Du 29 mars au 15 avril 2016 plusieurs pirates somaliens capturés par l’armée française en 2011, suite à l’abordage d’un bateau français seront jugés devant la cour d’assise de Paris.

C’est le moment de rappeler que dans ce pays qui est l’un des plus pauvres du monde et où l’espérance de vie est de cinquante ans, devenir pirate n’a rien de romantique. Si pour certains attaquer les bateaux étrangers qui pillent leurs côtes est un acte politique, pour la majorité de ceux qui se retrouvent désignés comme pirates, il s’agit avant tout d’une question de survie et du résultat d’une pauvreté extrême.

Il s’agit aussi d’avoir en tête que cette zone du globe qui sert à la fois de réserve de pêche et de dépotoir de déchets toxiques au monde entier est devenue un laboratoire d’expérimentation pour tous les militaires, paramilitaires et conseillers en sécurité de la planète.

Dans ce contexte une solidarité avec ceux qui sont désignés comme les pirates somaliens s’impose.
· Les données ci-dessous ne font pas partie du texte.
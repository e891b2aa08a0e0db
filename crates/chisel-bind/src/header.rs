//! Source declaration tree
//!
//! This module provides the parsed representation of a C header's public
//! surface: an arena-backed tree of declarations (functions, structs,
//! fields, parameters, enums, enum members, typedefs) plus the flat,
//! order-preserving macro collection at compilation scope.
//!
//! The tree is built once by the parser collaborator and mutated in place
//! by source-stage rules; it is never reconstructed. Nodes are addressed
//! by [`NodeId`] arena indices, so renames and type changes never disturb
//! parent/child links.

use serde::{Deserialize, Serialize};
use std::fmt;

use crate::diagnostics::Diagnostics;
use crate::doc::HeaderDoc;

/// Arena index of a tree node.
///
/// Ids are stable for the lifetime of the tree; discarding a node retires
/// its id but never reuses it.
#[derive(Debug, Clone, Copy, PartialEq, Eq, Hash, PartialOrd, Ord, Serialize, Deserialize)]
#[serde(transparent)]
pub struct NodeId(pub(crate) u32);

impl NodeId {
    /// Raw arena index.
    pub fn index(self) -> usize {
        self.0 as usize
    }
}

/// Symbol visibility in the source header.
#[derive(Debug, Clone, Copy, PartialEq, Eq, Hash, Default, Serialize, Deserialize)]
#[serde(rename_all = "camelCase")]
pub enum Visibility {
    /// Part of the public API surface.
    #[default]
    Public,
    /// Present in the header but not part of the binding surface.
    Private,
}

impl Visibility {
    /// Check if this is publicly visible
    pub fn is_public(&self) -> bool {
        matches!(self, Visibility::Public)
    }
}

/// C type reference as declared in the header.
#[derive(Debug, Clone, PartialEq, Eq, Serialize, Deserialize)]
#[serde(rename_all = "camelCase", tag = "kind")]
pub enum CType {
    /// `void`
    Void,
    /// `bool` / `_Bool`
    Bool,
    /// `char`
    Char,
    /// Fixed-width or platform integer
    Int {
        /// Width in bits (8, 16, 32, 64).
        width: u8,
        /// Signedness.
        signed: bool,
    },
    /// `float`
    Float,
    /// `double`
    Double,
    /// Pointer to another type
    Pointer {
        /// Pointee type.
        inner: Box<CType>,
    },
    /// Fixed-size array, possibly multi-dimensional
    Array {
        /// Element type.
        element: Box<CType>,
        /// Extent of each dimension, outermost first.
        dims: Vec<usize>,
    },
    /// Reference to a named struct, enum, or typedef
    Named {
        /// Name as written in the header.
        name: String,
    },
}

impl CType {
    /// `int32_t` shorthand
    pub fn int32() -> Self {
        CType::Int {
            width: 32,
            signed: true,
        }
    }

    /// `uint32_t` shorthand
    pub fn uint32() -> Self {
        CType::Int {
            width: 32,
            signed: false,
        }
    }

    /// Pointer to the given type
    pub fn pointer(inner: CType) -> Self {
        CType::Pointer {
            inner: Box::new(inner),
        }
    }

    /// Fixed-size array of the given element type
    pub fn array(element: CType, dims: impl Into<Vec<usize>>) -> Self {
        CType::Array {
            element: Box::new(element),
            dims: dims.into(),
        }
    }

    /// Reference to a named type
    pub fn named(name: impl Into<String>) -> Self {
        CType::Named { name: name.into() }
    }

    /// Name of the referenced type, if this is a named reference
    /// (looking through one level of pointer).
    pub fn referenced_name(&self) -> Option<&str> {
        match self {
            CType::Named { name } => Some(name),
            CType::Pointer { inner } => inner.referenced_name(),
            _ => None,
        }
    }
}

impl fmt::Display for CType {
    fn fmt(&self, f: &mut fmt::Formatter<'_>) -> fmt::Result {
        match self {
            CType::Void => write!(f, "void"),
            CType::Bool => write!(f, "bool"),
            CType::Char => write!(f, "char"),
            CType::Int { width, signed } => {
                write!(f, "{}int{}_t", if *signed { "" } else { "u" }, width)
            }
            CType::Float => write!(f, "float"),
            CType::Double => write!(f, "double"),
            CType::Pointer { inner } => write!(f, "{inner}*"),
            CType::Array { element, dims } => {
                write!(f, "{element}")?;
                for dim in dims {
                    write!(f, "[{dim}]")?;
                }
                Ok(())
            }
            CType::Named { name } => write!(f, "{name}"),
        }
    }
}

/// Kind of source declaration.
#[derive(Debug, Clone, Copy, PartialEq, Eq, Hash, Serialize, Deserialize)]
#[serde(rename_all = "camelCase")]
pub enum HeaderKind {
    /// Exported function
    Function,
    /// Struct or union
    Struct,
    /// Struct field
    Field,
    /// Function parameter
    Parameter,
    /// Enumeration
    Enum,
    /// Enumeration member
    EnumMember,
    /// Type alias
    Typedef,
}

impl HeaderKind {
    /// Get display name for this kind
    pub fn display_name(&self) -> &'static str {
        match self {
            HeaderKind::Function => "function",
            HeaderKind::Struct => "struct",
            HeaderKind::Field => "field",
            HeaderKind::Parameter => "parameter",
            HeaderKind::Enum => "enum",
            HeaderKind::EnumMember => "enum member",
            HeaderKind::Typedef => "typedef",
        }
    }
}

/// Kind-specific payload of a source declaration.
#[derive(Debug, Clone, PartialEq, Serialize, Deserialize)]
#[serde(rename_all = "camelCase", tag = "kind")]
pub enum HeaderDef {
    /// Exported function
    Function {
        /// Declared return type.
        return_type: CType,
    },
    /// Struct or union
    Struct,
    /// Struct field
    Field {
        /// Declared type.
        ty: CType,
    },
    /// Function parameter
    Parameter {
        /// Declared type.
        ty: CType,
    },
    /// Enumeration
    Enum,
    /// Enumeration member
    EnumMember {
        /// Source integer value.
        value: i64,
    },
    /// Type alias
    Typedef {
        /// Aliased type.
        ty: CType,
    },
}

impl HeaderDef {
    /// The kind tag of this payload.
    pub fn kind(&self) -> HeaderKind {
        match self {
            HeaderDef::Function { .. } => HeaderKind::Function,
            HeaderDef::Struct => HeaderKind::Struct,
            HeaderDef::Field { .. } => HeaderKind::Field,
            HeaderDef::Parameter { .. } => HeaderKind::Parameter,
            HeaderDef::Enum => HeaderKind::Enum,
            HeaderDef::EnumMember { .. } => HeaderKind::EnumMember,
            HeaderDef::Typedef { .. } => HeaderKind::Typedef,
        }
    }
}

/// A declaration in the source tree.
#[derive(Debug, Clone)]
pub struct HeaderNode {
    /// Current display name. Rules may rewrite this freely.
    pub name: String,
    /// Name as declared in the header. Never changes; type references and
    /// exported symbols resolve through it after display renames.
    pub original_name: String,
    /// Kind-specific payload.
    pub def: HeaderDef,
    /// Attached documentation.
    pub doc: HeaderDoc,
    /// Visibility flag.
    pub visibility: Visibility,
    /// Owning node, if any. Every node except roots has exactly one.
    pub parent: Option<NodeId>,
    /// Owned children, in insertion order.
    pub children: Vec<NodeId>,
    discarded: bool,
}

impl HeaderNode {
    /// Create a node with the given name and payload.
    pub fn new(name: impl Into<String>, def: HeaderDef) -> Self {
        let name = name.into();
        Self {
            original_name: name.clone(),
            name,
            def,
            doc: HeaderDoc::default(),
            visibility: Visibility::Public,
            parent: None,
            children: Vec::new(),
            discarded: false,
        }
    }

    /// Create a function node.
    pub fn function(name: impl Into<String>, return_type: CType) -> Self {
        Self::new(name, HeaderDef::Function { return_type })
    }

    /// Create a struct node.
    pub fn structure(name: impl Into<String>) -> Self {
        Self::new(name, HeaderDef::Struct)
    }

    /// Create a field node.
    pub fn field(name: impl Into<String>, ty: CType) -> Self {
        Self::new(name, HeaderDef::Field { ty })
    }

    /// Create a parameter node.
    pub fn parameter(name: impl Into<String>, ty: CType) -> Self {
        Self::new(name, HeaderDef::Parameter { ty })
    }

    /// Create an enum node.
    pub fn enumeration(name: impl Into<String>) -> Self {
        Self::new(name, HeaderDef::Enum)
    }

    /// Create an enum member node.
    pub fn enum_member(name: impl Into<String>, value: i64) -> Self {
        Self::new(name, HeaderDef::EnumMember { value })
    }

    /// Create a typedef node.
    pub fn typedef(name: impl Into<String>, ty: CType) -> Self {
        Self::new(name, HeaderDef::Typedef { ty })
    }

    /// Attach documentation, builder-style.
    pub fn with_doc(mut self, doc: HeaderDoc) -> Self {
        self.doc = doc;
        self
    }

    /// Set the visibility flag, builder-style.
    pub fn with_visibility(mut self, visibility: Visibility) -> Self {
        self.visibility = visibility;
        self
    }

    /// The kind of this node.
    pub fn kind(&self) -> HeaderKind {
        self.def.kind()
    }
}

/// A preprocessor macro at compilation scope.
///
/// Macros have no owner in the tree; they form a flat, order-preserving
/// collection.
#[derive(Debug, Clone, PartialEq, Eq, Serialize, Deserialize)]
#[serde(rename_all = "camelCase")]
pub struct HeaderMacro {
    /// Macro name.
    pub name: String,
    /// Raw textual value. Blank values are ignored by promotion.
    #[serde(default)]
    pub value: String,
}

impl HeaderMacro {
    /// Create a macro.
    pub fn new(name: impl Into<String>, value: impl Into<String>) -> Self {
        Self {
            name: name.into(),
            value: value.into(),
        }
    }

    /// Whether the value is empty or whitespace-only.
    pub fn is_blank(&self) -> bool {
        self.value.trim().is_empty()
    }
}

/// Arena-backed source declaration tree.
#[derive(Debug, Clone, Default)]
pub struct HeaderTree {
    nodes: Vec<HeaderNode>,
    roots: Vec<NodeId>,
}

impl HeaderTree {
    /// Create an empty tree.
    pub fn new() -> Self {
        Self::default()
    }

    fn insert(&mut self, node: HeaderNode) -> NodeId {
        let id = NodeId(self.nodes.len() as u32);
        self.nodes.push(node);
        id
    }

    /// Add a top-level declaration.
    pub fn add_root(&mut self, node: HeaderNode) -> NodeId {
        let id = self.insert(node);
        self.roots.push(id);
        id
    }

    /// Add a declaration owned by `parent`.
    pub fn add_child(&mut self, parent: NodeId, node: HeaderNode) -> NodeId {
        let id = self.insert(node);
        self.nodes[id.index()].parent = Some(parent);
        self.nodes[parent.index()].children.push(id);
        id
    }

    /// Top-level declarations, in insertion order.
    pub fn roots(&self) -> &[NodeId] {
        &self.roots
    }

    /// Borrow a node.
    pub fn node(&self, id: NodeId) -> &HeaderNode {
        &self.nodes[id.index()]
    }

    /// Mutably borrow a node.
    pub fn node_mut(&mut self, id: NodeId) -> &mut HeaderNode {
        &mut self.nodes[id.index()]
    }

    /// Children of a node, in insertion order.
    pub fn children(&self, id: NodeId) -> &[NodeId] {
        &self.nodes[id.index()].children
    }

    /// Parent of a node, if any.
    pub fn parent(&self, id: NodeId) -> Option<NodeId> {
        self.nodes[id.index()].parent
    }

    /// Whether the node is still part of the tree.
    pub fn is_live(&self, id: NodeId) -> bool {
        !self.nodes[id.index()].discarded
    }

    /// Change a node's display name. Parentage, children, and the original
    /// name are untouched.
    pub fn rename(&mut self, id: NodeId, name: impl Into<String>) {
        self.nodes[id.index()].name = name.into();
    }

    /// Remove a node (and its subtree) from the tree.
    ///
    /// This is a hard delete: the node disappears from its parent's child
    /// list immediately and is never visited by subsequent rules.
    pub fn discard(&mut self, id: NodeId) {
        if let Some(parent) = self.nodes[id.index()].parent {
            self.nodes[parent.index()].children.retain(|c| *c != id);
        } else {
            self.roots.retain(|r| *r != id);
        }
        self.discard_subtree(id);
    }

    fn discard_subtree(&mut self, id: NodeId) {
        self.nodes[id.index()].discarded = true;
        let children = self.nodes[id.index()].children.clone();
        for child in children {
            self.discard_subtree(child);
        }
    }

    /// Fully qualified display name: `Owner::name` for owned declarations,
    /// the plain name for roots.
    pub fn qualified_name(&self, id: NodeId) -> String {
        let node = &self.nodes[id.index()];
        match node.parent {
            Some(parent) => format!("{}::{}", self.nodes[parent.index()].name, node.name),
            None => node.name.clone(),
        }
    }

    /// Find a live top-level declaration by current display name.
    pub fn find_root(&self, name: &str) -> Option<NodeId> {
        self.roots
            .iter()
            .copied()
            .find(|id| self.node(*id).name == name)
    }

    /// Find a live top-level declaration by original header name.
    pub fn find_root_by_original(&self, name: &str) -> Option<NodeId> {
        self.roots
            .iter()
            .copied()
            .find(|id| self.node(*id).original_name == name)
    }

    /// Replace the declared type of a field or parameter. Early-returns
    /// silently on other kinds, matching the defensive-rule contract.
    pub fn set_declared_type(&mut self, id: NodeId, new_ty: CType) {
        match &mut self.nodes[id.index()].def {
            HeaderDef::Field { ty } | HeaderDef::Parameter { ty } => *ty = new_ty,
            _ => {}
        }
    }

    /// Find a discarded declaration by original header name.
    pub fn find_discarded_by_original(&self, name: &str) -> Option<&HeaderNode> {
        self.nodes
            .iter()
            .find(|n| n.discarded && n.original_name == name)
    }

    /// Number of live nodes.
    pub fn live_count(&self) -> usize {
        self.nodes.iter().filter(|n| !n.discarded).count()
    }
}

/// Everything the parser collaborator hands the generator: the declaration
/// tree, the flat macro collection, and the parse/convert diagnostics.
#[derive(Debug, Clone, Default)]
pub struct HeaderCompilation {
    /// Parsed declaration tree.
    pub tree: HeaderTree,
    /// Preprocessor macros, in scan order.
    pub macros: Vec<HeaderMacro>,
    /// Parse and conversion diagnostics.
    pub diagnostics: Diagnostics,
}

impl HeaderCompilation {
    /// Create an empty compilation.
    pub fn new() -> Self {
        Self::default()
    }

    /// Look up a macro by exact name.
    pub fn find_macro(&self, name: &str) -> Option<&HeaderMacro> {
        self.macros.iter().find(|m| m.name == name)
    }
}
Un procès va se dérouler du 29 mars au 15 avril 2016 devant les assises de Paris, celui de l’abordage par des pirates somaliens du bateau français le Tribal Kat, en septembre 2011, au large de la Somalie. Dans ce procès, comme dans les trois autres procès en piraterie (Le Carré d’as, Le Ponant et La Tanit) qui ont eu lieu en France ces cinq dernières années, les méchants seront donc des Somaliens. C’est une telle évidence que ces derniers semblent condamnés d’avance.

Mais à y regarder de plus près les évidences sont trompeuses.

Ainsi, sur les neuf Somaliens qui ont tenté d’aborder le Tribal kat, deux ont été tués et les sept qui vont être jugés devaient toucher 100 euros pour leur participation à une attaque pirate. Une fortune dans un pays où le salaire moyen est de 1 ou 2 euros par jour.

Parmi ces sept enrôlés comme manœuvres, plusieurs étaient mineurs au moment des faits. Au cours des quatre ans et demi de prison préventive déjà effectués, l’un d’eux a perdu un poumon, un autre la raison. Tous venaient de familles très pauvres, ce qui, en Somalie, signifie souffrir littéralement de la faim. Mais nous dira t-on sans doute au procès, cela n’excuse rien.

Chaque jour, bateaux de plaisance, porte-conteneurs, supertankers et autres symboles flottants de richesses narguent les Somaliens en passant au large de leurs côtes. Mais ces navires ne font malheureusement pas que passer. Il y en a aussi, tels les thoniers français ou espagnols, qui s’ arrêtent pour y pratiquer une pêche à outrance selon des méthodes interdites en Europe. Ainsi le littoral somalien est quotidiennement ratissé et détruit sous protection des coalitions militaires du monde entier et notamment de l’armée française. Face au pillage organisé de leurs côtes, les petits pêcheurs traditionnels somaliens n’ont donc qu’à crever… ou devenir pirates !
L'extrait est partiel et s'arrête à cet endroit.